If I was initially sympathetic to Cassie's actions, this puritanical philosophy threatened to derail any engagement I had with her quest. But perhaps Fennell doesn't want us to entirely support her (anti?) heroine's actions. After all, most vigilante movies reach a point where their protagonist's sense of right and wrong crosses a line. There's a point in Promising Young Woman where it seems as though Cassie has gone full sociopath, putting women in harm's way to prove her point. Aah, now we're getting somewhere. Maybe this movie is far more interesting and complex than it's led us to believe after all. But no, the movie pulls back and leaves us in no doubt that Cassie is its unambiguous heroine.
Things take a turn when Cassie falls for Ryan (Bo Burnham), a former classmate who was a friend of the rapist who ruined the lives of Cassie and her best friend. Yet we're given no plausible explanation as to why she would be won over by Ryan, given how attuned she is to the masks worn by so-called "nice guys". Ryan hands out more red flags than the organisers of a Labour Party convention, particularly when he bumps into Cassie on one of her undercover "drunken dates" with another man and behaves as though he has some sort of a claim on her (they haven't even so much as locked lips at this point).
[ READ MORE: New Release Review - A Common Crime ]
If you read the script of Promising Young Woman I imagine you might picture it as a dark thriller, which makes its concessions to middle of the road comedy so difficult to understand.
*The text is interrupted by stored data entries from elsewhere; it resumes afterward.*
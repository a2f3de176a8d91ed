//! The semantic type system.
//!
//! `ExprType` is the closed set of types an expression can have, distinct
//! from the syntactic specifier constructs used in parsing. The target
//! model is 32-bit x86: char is 1 byte, short 2, long/pointer/float 4,
//! double 8, and `int` is the same type as `long`.
//!
//! Struct and union types are handles into a `RecordRegistry` side table.
//! The handle is allocated at the first mention of a tag (incomplete);
//! completing the record fills the side-table entry exactly once, so
//! pointer types taken out before completion stay valid.

use std::fmt::{self, Display, Formatter};
use std::num::NonZeroU32;
use std::rc::Rc;

use bitflags::bitflags;
use itertools::Itertools;
use symbol_table::GlobalSymbol as Symbol;

use crate::diagnostic::SemanticError;

pub const CHAR_SIZE: usize = 1;
pub const SHORT_SIZE: usize = 2;
pub const LONG_SIZE: usize = 4;
pub const FLOAT_SIZE: usize = 4;
pub const DOUBLE_SIZE: usize = 8;
pub const POINTER_SIZE: usize = 4;

/// Round `n` up to the next multiple of `align`.
pub(crate) fn round_up(n: usize, align: usize) -> usize {
    debug_assert!(align > 0);
    n.div_ceil(align) * align
}

bitflags! {
    /// const/volatile qualifier bits carried by every type value.
    #[derive(Clone, Copy, Debug, PartialEq, Eq, Hash, Default)]
    pub struct Qualifiers: u8 {
        const CONST = 1 << 0;
        const VOLATILE = 1 << 1;
    }
}

impl Display for Qualifiers {
    fn fmt(&self, f: &mut Formatter<'_>) -> fmt::Result {
        if self.contains(Qualifiers::CONST) {
            write!(f, "const ")?;
        }
        if self.contains(Qualifiers::VOLATILE) {
            write!(f, "volatile ")?;
        }
        Ok(())
    }
}

/// The kind of a type.
#[derive(Debug, Clone, PartialEq)]
pub enum TypeKind {
    Void,
    Char,
    UChar,
    Short,
    UShort,
    Long,
    ULong,
    Float,
    Double,
    Pointer(Box<ExprType>),
    /// Element type and length; an unbound `[]` has length zero.
    Array(Box<ExprType>, usize),
    Function(Rc<FuncType>),
    Record {
        handle: RecordRef,
        tag: Symbol,
        is_union: bool,
    },
}

/// A qualified type: a kind plus const/volatile bits.
#[derive(Debug, Clone, PartialEq)]
pub struct ExprType {
    pub kind: TypeKind,
    pub quals: Qualifiers,
}

impl ExprType {
    pub fn new(kind: TypeKind, quals: Qualifiers) -> Self {
        ExprType { kind, quals }
    }

    pub fn void() -> Self {
        Self::new(TypeKind::Void, Qualifiers::empty())
    }
    pub fn char_type() -> Self {
        Self::new(TypeKind::Char, Qualifiers::empty())
    }
    pub fn uchar() -> Self {
        Self::new(TypeKind::UChar, Qualifiers::empty())
    }
    pub fn short_type() -> Self {
        Self::new(TypeKind::Short, Qualifiers::empty())
    }
    pub fn ushort() -> Self {
        Self::new(TypeKind::UShort, Qualifiers::empty())
    }
    pub fn long_type() -> Self {
        Self::new(TypeKind::Long, Qualifiers::empty())
    }
    pub fn ulong() -> Self {
        Self::new(TypeKind::ULong, Qualifiers::empty())
    }
    pub fn float_type() -> Self {
        Self::new(TypeKind::Float, Qualifiers::empty())
    }
    pub fn double_type() -> Self {
        Self::new(TypeKind::Double, Qualifiers::empty())
    }
    pub fn pointer(to: ExprType) -> Self {
        Self::new(TypeKind::Pointer(Box::new(to)), Qualifiers::empty())
    }
    pub fn array(of: ExprType, len: usize) -> Self {
        Self::new(TypeKind::Array(Box::new(of), len), Qualifiers::empty())
    }
    pub fn function(func: Rc<FuncType>) -> Self {
        Self::new(TypeKind::Function(func), Qualifiers::empty())
    }

    /// The same type with the given qualifier bits added.
    pub fn qualified(mut self, quals: Qualifiers) -> Self {
        self.quals |= quals;
        self
    }

    pub fn is_const(&self) -> bool {
        self.quals.contains(Qualifiers::CONST)
    }

    pub fn is_integral(&self) -> bool {
        matches!(
            self.kind,
            TypeKind::Char
                | TypeKind::UChar
                | TypeKind::Short
                | TypeKind::UShort
                | TypeKind::Long
                | TypeKind::ULong
        )
    }

    pub fn is_arith(&self) -> bool {
        self.is_integral() || matches!(self.kind, TypeKind::Float | TypeKind::Double)
    }

    pub fn is_scalar(&self) -> bool {
        self.is_arith() || matches!(self.kind, TypeKind::Pointer(_))
    }

    /// Structural type equality, ignoring qualifiers at every level.
    /// Record types compare by handle.
    pub fn equal_type(&self, other: &ExprType) -> bool {
        match (&self.kind, &other.kind) {
            (TypeKind::Pointer(a), TypeKind::Pointer(b)) => a.equal_type(b),
            (TypeKind::Array(a, n), TypeKind::Array(b, m)) => n == m && a.equal_type(b),
            (TypeKind::Function(a), TypeKind::Function(b)) => {
                a.is_variadic == b.is_variadic
                    && a.ret.equal_type(&b.ret)
                    && a.args.len() == b.args.len()
                    && a.args
                        .iter()
                        .zip(b.args.iter())
                        .all(|(x, y)| x.ty.equal_type(&y.ty))
            }
            (TypeKind::Record { handle: a, .. }, TypeKind::Record { handle: b, .. }) => a == b,
            (a, b) => a == b,
        }
    }

    /// The size of a value of this type, in bytes.
    pub fn size_of(&self, records: &RecordRegistry) -> Result<usize, SemanticError> {
        match &self.kind {
            TypeKind::Void => Err(SemanticError::InvalidOperand {
                operation: "sizeof void".to_string(),
            }),
            TypeKind::Char | TypeKind::UChar => Ok(CHAR_SIZE),
            TypeKind::Short | TypeKind::UShort => Ok(SHORT_SIZE),
            TypeKind::Long | TypeKind::ULong => Ok(LONG_SIZE),
            TypeKind::Float => Ok(FLOAT_SIZE),
            TypeKind::Double => Ok(DOUBLE_SIZE),
            TypeKind::Pointer(_) => Ok(POINTER_SIZE),
            TypeKind::Array(element, len) => Ok(element.size_of(records)? * len),
            TypeKind::Function(_) => Err(SemanticError::InvalidOperand {
                operation: "sizeof function".to_string(),
            }),
            TypeKind::Record { handle, .. } => records.size_align(*handle).map(|(size, _)| size),
        }
    }

    /// The alignment of this type, in bytes. Doubles align to 4 on the
    /// 32-bit target.
    pub fn align_of(&self, records: &RecordRegistry) -> Result<usize, SemanticError> {
        match &self.kind {
            TypeKind::Double => Ok(LONG_SIZE),
            TypeKind::Array(element, _) => element.align_of(records),
            TypeKind::Record { handle, .. } => records.size_align(*handle).map(|(_, align)| align),
            _ => self.size_of(records),
        }
    }
}

impl Display for ExprType {
    fn fmt(&self, f: &mut Formatter<'_>) -> fmt::Result {
        write!(f, "{}", self.quals)?;
        match &self.kind {
            TypeKind::Void => write!(f, "void"),
            TypeKind::Char => write!(f, "char"),
            TypeKind::UChar => write!(f, "unsigned char"),
            TypeKind::Short => write!(f, "short"),
            TypeKind::UShort => write!(f, "unsigned short"),
            TypeKind::Long => write!(f, "long"),
            TypeKind::ULong => write!(f, "unsigned long"),
            TypeKind::Float => write!(f, "float"),
            TypeKind::Double => write!(f, "double"),
            TypeKind::Pointer(to) => write!(f, "pointer to {}", to),
            TypeKind::Array(of, len) => write!(f, "array of {} {}", len, of),
            TypeKind::Function(func) => write!(
                f,
                "function({}) -> {}",
                func.args.iter().map(|a| a.ty.to_string()).format(", "),
                func.ret
            ),
            TypeKind::Record { tag, is_union, .. } => {
                write!(f, "{} {}", if *is_union { "union" } else { "struct" }, tag)
            }
        }
    }
}

/// A function type: return type, ordered parameters with their frame
/// offsets, and the variadic flag.
#[derive(Debug, PartialEq)]
pub struct FuncType {
    pub ret: ExprType,
    pub args: Vec<FuncArg>,
    pub is_variadic: bool,
}

#[derive(Debug, Clone, PartialEq)]
pub struct FuncArg {
    pub name: Option<Symbol>,
    pub ty: ExprType,
    /// Offset from the frame base: the argument lives at `%ebp + offset`.
    pub offset: usize,
}

impl FuncType {
    /// Builds a function type, laying out the arguments above the saved
    /// frame pointer and return address. Each argument occupies at least
    /// one 4-byte stack slot.
    pub fn create(
        ret: ExprType,
        params: Vec<(Option<Symbol>, ExprType)>,
        is_variadic: bool,
        records: &RecordRegistry,
    ) -> Result<Rc<FuncType>, SemanticError> {
        let mut offset = 2 * LONG_SIZE;
        let mut args = Vec::with_capacity(params.len());
        for (name, ty) in params {
            let size = ty.size_of(records)?;
            let align = round_up(ty.align_of(records)?, LONG_SIZE);
            offset = round_up(offset, align);
            args.push(FuncArg { name, ty, offset });
            offset += round_up(size, LONG_SIZE);
        }
        Ok(Rc::new(FuncType {
            ret,
            args,
            is_variadic,
        }))
    }
}

/// Opaque handle for a struct/union type. Internally index + 1 so the
/// niche optimization applies.
#[derive(Copy, Clone, Debug, PartialEq, Eq, Hash, serde::Serialize)]
pub struct RecordRef(NonZeroU32);

impl RecordRef {
    fn new(n: u32) -> Option<Self> {
        NonZeroU32::new(n).map(RecordRef)
    }

    #[inline]
    pub fn index(self) -> usize {
        (self.0.get() - 1) as usize
    }

    #[inline]
    pub fn get(self) -> u32 {
        self.0.get()
    }
}

impl Display for RecordRef {
    fn fmt(&self, f: &mut Formatter<'_>) -> fmt::Result {
        write!(f, "RecordRef({})", self.get())
    }
}

/// One member of a complete record, with its byte offset.
#[derive(Debug, Clone, PartialEq)]
pub struct RecordMember {
    pub name: Symbol,
    pub ty: ExprType,
    pub offset: usize,
}

#[derive(Debug)]
struct RecordData {
    tag: Symbol,
    is_union: bool,
    /// `None` while the type is incomplete.
    members: Option<Vec<RecordMember>>,
    size: usize,
    align: usize,
}

/// The side table holding struct/union member layouts, keyed by
/// `RecordRef`.
#[derive(Debug, Default)]
pub struct RecordRegistry {
    records: Vec<RecordData>,
}

impl RecordRegistry {
    pub fn new() -> Self {
        Self::default()
    }

    /// Reserves a handle for a newly mentioned tag. The type starts
    /// incomplete.
    pub fn declare_incomplete(&mut self, tag: Symbol, is_union: bool) -> RecordRef {
        self.records.push(RecordData {
            tag,
            is_union,
            members: None,
            size: 0,
            align: 1,
        });
        RecordRef::new(self.records.len() as u32).expect("ICE: record handle overflow")
    }

    pub fn is_complete(&self, handle: RecordRef) -> bool {
        self.records[handle.index()].members.is_some()
    }

    pub fn tag(&self, handle: RecordRef) -> Symbol {
        self.records[handle.index()].tag
    }

    /// Fills in the member list, turning the incomplete type into a
    /// complete one. This is a defined-once operation: completing a
    /// record twice is an error.
    pub fn complete(
        &mut self,
        handle: RecordRef,
        members: Vec<(Symbol, ExprType)>,
    ) -> Result<(), SemanticError> {
        if self.is_complete(handle) {
            return Err(SemanticError::Redefinition {
                name: self.records[handle.index()].tag.to_string(),
            });
        }

        let is_union = self.records[handle.index()].is_union;
        let mut laid_out = Vec::with_capacity(members.len());
        let mut offset = 0usize;
        let mut max_size = 0usize;
        let mut max_align = 1usize;
        for (name, ty) in members {
            let size = ty.size_of(self)?;
            let align = ty.align_of(self)?;
            max_align = max_align.max(align);
            let member_offset = if is_union {
                max_size = max_size.max(size);
                0
            } else {
                offset = round_up(offset, align);
                let at = offset;
                offset += size;
                at
            };
            laid_out.push(RecordMember {
                name,
                ty,
                offset: member_offset,
            });
        }

        let total = if is_union { max_size } else { offset };
        let data = &mut self.records[handle.index()];
        data.size = round_up(total, max_align);
        data.align = max_align;
        data.members = Some(laid_out);
        Ok(())
    }

    /// The member list of a complete record; `None` while incomplete.
    pub fn members(&self, handle: RecordRef) -> Option<&[RecordMember]> {
        self.records[handle.index()].members.as_deref()
    }

    pub fn member(&self, handle: RecordRef, name: Symbol) -> Option<&RecordMember> {
        self.members(handle)?.iter().find(|m| m.name == name)
    }

    pub fn size_align(&self, handle: RecordRef) -> Result<(usize, usize), SemanticError> {
        let data = &self.records[handle.index()];
        if data.members.is_none() {
            return Err(SemanticError::IncompleteType {
                name: data.tag.to_string(),
            });
        }
        Ok((data.size, data.align))
    }
}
The supporting cast is almost entirely made up of performers with comedy backgrounds (along with Burnham we get Alison Brie, Molly Shannon, Laverne Cox, Jennifer Coolidge, Max Greenfield, Christopehr Mintz-Plasse et al), the film has the bland look of something Katherine Heigl might have starred in a decade ago, and pop songs with on-the-nose lyrics accompany most scenes. Yet, as you might expect given its subject, Promising Young Woman rarely generates laughs. It doesn't give us much pathos either, relying heavily on Anthony Willis's score to clue us into how seriously we should be taking any given scene.
Mulligan is, as you might expect, excellent here, but the rest of the film never rises to her level. It's frankly a mess, largely due to its inconsistent tone. Many of its issues stem from its failure to credit the audience with an ability to foreshadow its plot. We know where things are headed with Cassie and Ryan as soon as they meet, yet the film drags out their rom-com dalliance in a fruitless attempt to pull the wool over our eyes. Its ending is designed as a punch the air moment, but it's implausible, too reliant on a set of circumstances coming together.
As an actress, Mulligan continues to fulfil her promise of becoming one of the most talented performers of her generation, but on the evidence of this ramshackle debut, I'll need more convincing regarding her director's potential for greatness.
Promising Young Woman is on Sky Cinema from April 16th.